Agnes Ng, portfolio specialist for emerging markets and Chinese equity strategies pointed out that capacity shortages in areas such as substrates, printed circuit board materials could actually support the pricing power and margin potential.
She further highlighted the importance of looking beyond broad market benchmarks. "As new technologies reshape industries and create new leaders, active stock selection becomes increasingly important.”
Meanwhile, the global macro backdrop is likely to continue to be driven by a sustained AI investment cycle and ongoing geopolitical tensions in the second half of this year. Both forces are inflationary, said Shen Wenting, global investment solutions strategist and portfolio manager.

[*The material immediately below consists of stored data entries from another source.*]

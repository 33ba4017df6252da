//! A single bidirectional search, advanced one tick at a time.

use std::iter::FusedIterator;

use wavegrid_core::Point;

use crate::distance::CostTier;
use crate::error::SearchError;
use crate::frontier::Frontier;
use crate::route::{Route, RouteCandidate};
use crate::store::{Cell, GridStore, Owner};

/// Everything needed to start a search.
#[derive(Clone, Debug, Default, PartialEq, Eq)]
#[cfg_attr(feature = "serde", derive(serde::Serialize, serde::Deserialize))]
pub struct SearchConfig {
    /// Cells per grid row and column.
    pub side: i32,
    pub obstructions: Vec<Point>,
    pub start: Point,
    pub finish: Point,
}

impl SearchConfig {
    /// An obstruction-free search.
    pub fn new(side: i32, start: Point, finish: Point) -> Self {
        Self {
            side,
            obstructions: Vec::new(),
            start,
            finish,
        }
    }

    /// Set the obstruction list (builder).
    pub fn with_obstructions(mut self, obstructions: impl IntoIterator<Item = Point>) -> Self {
        self.obstructions = obstructions.into_iter().collect();
        self
    }
}

/// Where a search stands.
#[derive(Clone, Debug, PartialEq, Eq)]
pub enum SearchState {
    Searching,
    Found(Route),
    /// Both frontiers ran out of cells without meeting.
    Failed,
}

/// A cell claimed during a tick.
#[derive(Copy, Clone, Debug, PartialEq, Eq)]
#[cfg_attr(feature = "serde", derive(serde::Serialize, serde::Deserialize))]
pub struct Claim {
    pub pos: Point,
    pub owner: Owner,
}

/// How a tick ended.
#[derive(Clone, Debug, PartialEq, Eq)]
#[cfg_attr(feature = "serde", derive(serde::Serialize, serde::Deserialize))]
pub enum TickOutcome {
    Continuing,
    Found(Route),
    Failed,
}

/// Everything a renderer needs from one tick.
#[derive(Clone, Debug, PartialEq, Eq)]
#[cfg_attr(feature = "serde", derive(serde::Serialize, serde::Deserialize))]
pub struct TickEvent {
    /// Cells claimed this tick, start frontier first.
    pub claimed: Vec<Claim>,
    pub outcome: TickOutcome,
}

impl TickEvent {
    /// Whether this is the last event of the search.
    #[inline]
    pub fn is_terminal(&self) -> bool {
        !matches!(self.outcome, TickOutcome::Continuing)
    }
}

/// A bidirectional wavefront search between two anchors.
///
/// The session exclusively owns the grid and both frontiers. Each
/// [`tick`](Self::tick) first looks for a join between the frontiers and
/// only expands them when none exists, so the search stops on the very tick
/// a connection becomes possible.
#[derive(Clone, Debug)]
pub struct SearchSession {
    store: GridStore,
    start: Frontier,
    finish: Frontier,
    best: RouteCandidate,
    state: SearchState,
    ticks: u64,
}

impl SearchSession {
    /// Build the grid, place obstructions and anchors.
    pub fn new(config: &SearchConfig) -> Result<Self, SearchError> {
        let side = config.side;
        if side <= 0 {
            return Err(SearchError::EmptyGrid(side));
        }
        let mut store = GridStore::new(side);
        let in_bounds = |pos: Point| {
            if store.contains(pos) {
                Ok(())
            } else {
                Err(SearchError::OutOfBounds { pos, side })
            }
        };
        in_bounds(config.start)?;
        in_bounds(config.finish)?;
        if let Some(&pos) = config.obstructions.iter().find(|&&p| in_bounds(p).is_err()) {
            return Err(SearchError::OutOfBounds { pos, side });
        }
        if config.start == config.finish {
            return Err(SearchError::AnchorsCoincide(config.start));
        }
        for &o in &config.obstructions {
            store.set_content(o, Cell::Obstruction);
        }
        for anchor in [config.start, config.finish] {
            if store.content_at(anchor).is_obstruction() {
                return Err(SearchError::AnchorObstructed(anchor));
            }
        }

        let start = Frontier::new(Owner::Start, config.start, &mut store);
        let finish = Frontier::new(Owner::Finish, config.finish, &mut store);
        log::debug!(
            "search {} -> {} on a {side}x{side} grid with {} obstructions",
            config.start,
            config.finish,
            config.obstructions.len()
        );
        Ok(Self {
            store,
            start,
            finish,
            best: RouteCandidate::empty(),
            state: SearchState::Searching,
            ticks: 0,
        })
    }

    #[inline]
    pub fn store(&self) -> &GridStore {
        &self.store
    }

    #[inline]
    pub fn state(&self) -> &SearchState {
        &self.state
    }

    #[inline]
    pub fn is_finished(&self) -> bool {
        !matches!(self.state, SearchState::Searching)
    }

    /// The winning candidate, or the empty candidate while searching and
    /// after a failure.
    #[inline]
    pub fn best(&self) -> RouteCandidate {
        self.best
    }

    /// The found route, if any.
    pub fn route(&self) -> Option<&Route> {
        match &self.state {
            SearchState::Found(route) => Some(route),
            _ => None,
        }
    }

    /// Ticks that did work (terminal re-polls are not counted).
    #[inline]
    pub fn ticks(&self) -> u64 {
        self.ticks
    }

    #[inline]
    pub fn start(&self) -> Point {
        self.start.anchor()
    }

    #[inline]
    pub fn finish(&self) -> Point {
        self.finish.anchor()
    }

    /// Run one tick: join check, link check, then expansion.
    ///
    /// Once the search has finished this returns the terminal outcome again
    /// with no claims.
    pub fn tick(&mut self) -> TickEvent {
        if self.is_finished() {
            return TickEvent {
                claimed: Vec::new(),
                outcome: self.outcome(),
            };
        }
        self.ticks += 1;

        let (start_anchor, finish_anchor) = (self.start.anchor(), self.finish.anchor());
        let direct = [
            self.start.try_direct_join(finish_anchor, true),
            self.finish.try_direct_join(start_anchor, true),
            self.start.try_direct_join(finish_anchor, false),
            self.finish.try_direct_join(start_anchor, false),
        ];
        if let Some(c) = self.cheapest(direct.into_iter().flatten()) {
            return self.conclude(c);
        }

        let links: Vec<RouteCandidate> = CostTier::ALL
            .into_iter()
            .flat_map(|tier| [&self.start, &self.finish].map(|f| f.link_at(tier, &self.store)))
            .flatten()
            .collect();
        if let Some(c) = self.cheapest(links.into_iter()) {
            return self.conclude(c);
        }

        let mut claimed = Vec::new();
        for frontier in [&mut self.start, &mut self.finish] {
            let owner = frontier.owner();
            claimed.extend(
                frontier
                    .expand_one_layer(&mut self.store)
                    .iter()
                    .map(|&pos| Claim { pos, owner }),
            );
        }
        log::trace!(
            "tick {}: start edge {}, finish edge {}",
            self.ticks,
            self.start.edge().len(),
            self.finish.edge().len()
        );

        if self.start.is_exhausted() && self.finish.is_exhausted() {
            self.state = SearchState::Failed;
            log::info!("no route after {} ticks", self.ticks);
        }
        TickEvent {
            claimed,
            outcome: self.outcome(),
        }
    }

    /// Iterate over tick events until the search finishes. The terminal
    /// event is the last item.
    pub fn ticks_iter(&mut self) -> Ticks<'_> {
        let done = self.is_finished();
        Ticks {
            session: self,
            done,
        }
    }

    /// Tick until finished and return the final state.
    pub fn run_to_end(&mut self) -> &SearchState {
        while !self.is_finished() {
            self.tick();
        }
        &self.state
    }

    fn cheapest(&self, candidates: impl Iterator<Item = RouteCandidate>) -> Option<RouteCandidate> {
        candidates.min_by_key(|c| c.cost(&self.store))
    }

    fn conclude(&mut self, candidate: RouteCandidate) -> TickEvent {
        self.best = candidate;
        self.state = match candidate.into_route(&self.store) {
            Some(route) => {
                log::info!(
                    "route found after {} ticks: cost {}, {} steps",
                    self.ticks,
                    route.cost,
                    route.steps()
                );
                SearchState::Found(route)
            }
            None => SearchState::Failed,
        };
        TickEvent {
            claimed: Vec::new(),
            outcome: self.outcome(),
        }
    }

    fn outcome(&self) -> TickOutcome {
        match &self.state {
            SearchState::Searching => TickOutcome::Continuing,
            SearchState::Found(route) => TickOutcome::Found(route.clone()),
            SearchState::Failed => TickOutcome::Failed,
        }
    }
}

/// Iterator over the remaining [`TickEvent`]s of a session.
///
/// Finite and not restartable: it ends after the terminal event, and a
/// fresh iterator over a finished session yields nothing.
pub struct Ticks<'a> {
    session: &'a mut SearchSession,
    done: bool,
}

impl Iterator for Ticks<'_> {
    type Item = TickEvent;

    fn next(&mut self) -> Option<TickEvent> {
        if self.done {
            return None;
        }
        let event = self.session.tick();
        self.done = event.is_terminal();
        Some(event)
    }
}

impl FusedIterator for Ticks<'_> {}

“Within equities, we are overweight US equities given its advantage as a net energy exporter and its sizable exposure to Al-related companies. We also kept an overweight in emerging markets equities, where we see diverse and compelling opportunities,” added Shen.
While T. Rowe Price does not expect major central banks to aggressively hike interest rates, there are concerns that markets may be underestimating the risk that inflation proves more durable, according to Vincent Chung, co-portfolio manager for the diversified income bond strategy.
He mentioned a preference for shorter-duration fixed income exposures, including high-quality global high yield bonds and select emerging market credits, which offer attractive income potential while reducing sensitivity to rising inflation and interest rates. Inflation-linked bonds can also play an important role as a portfolio diversifier.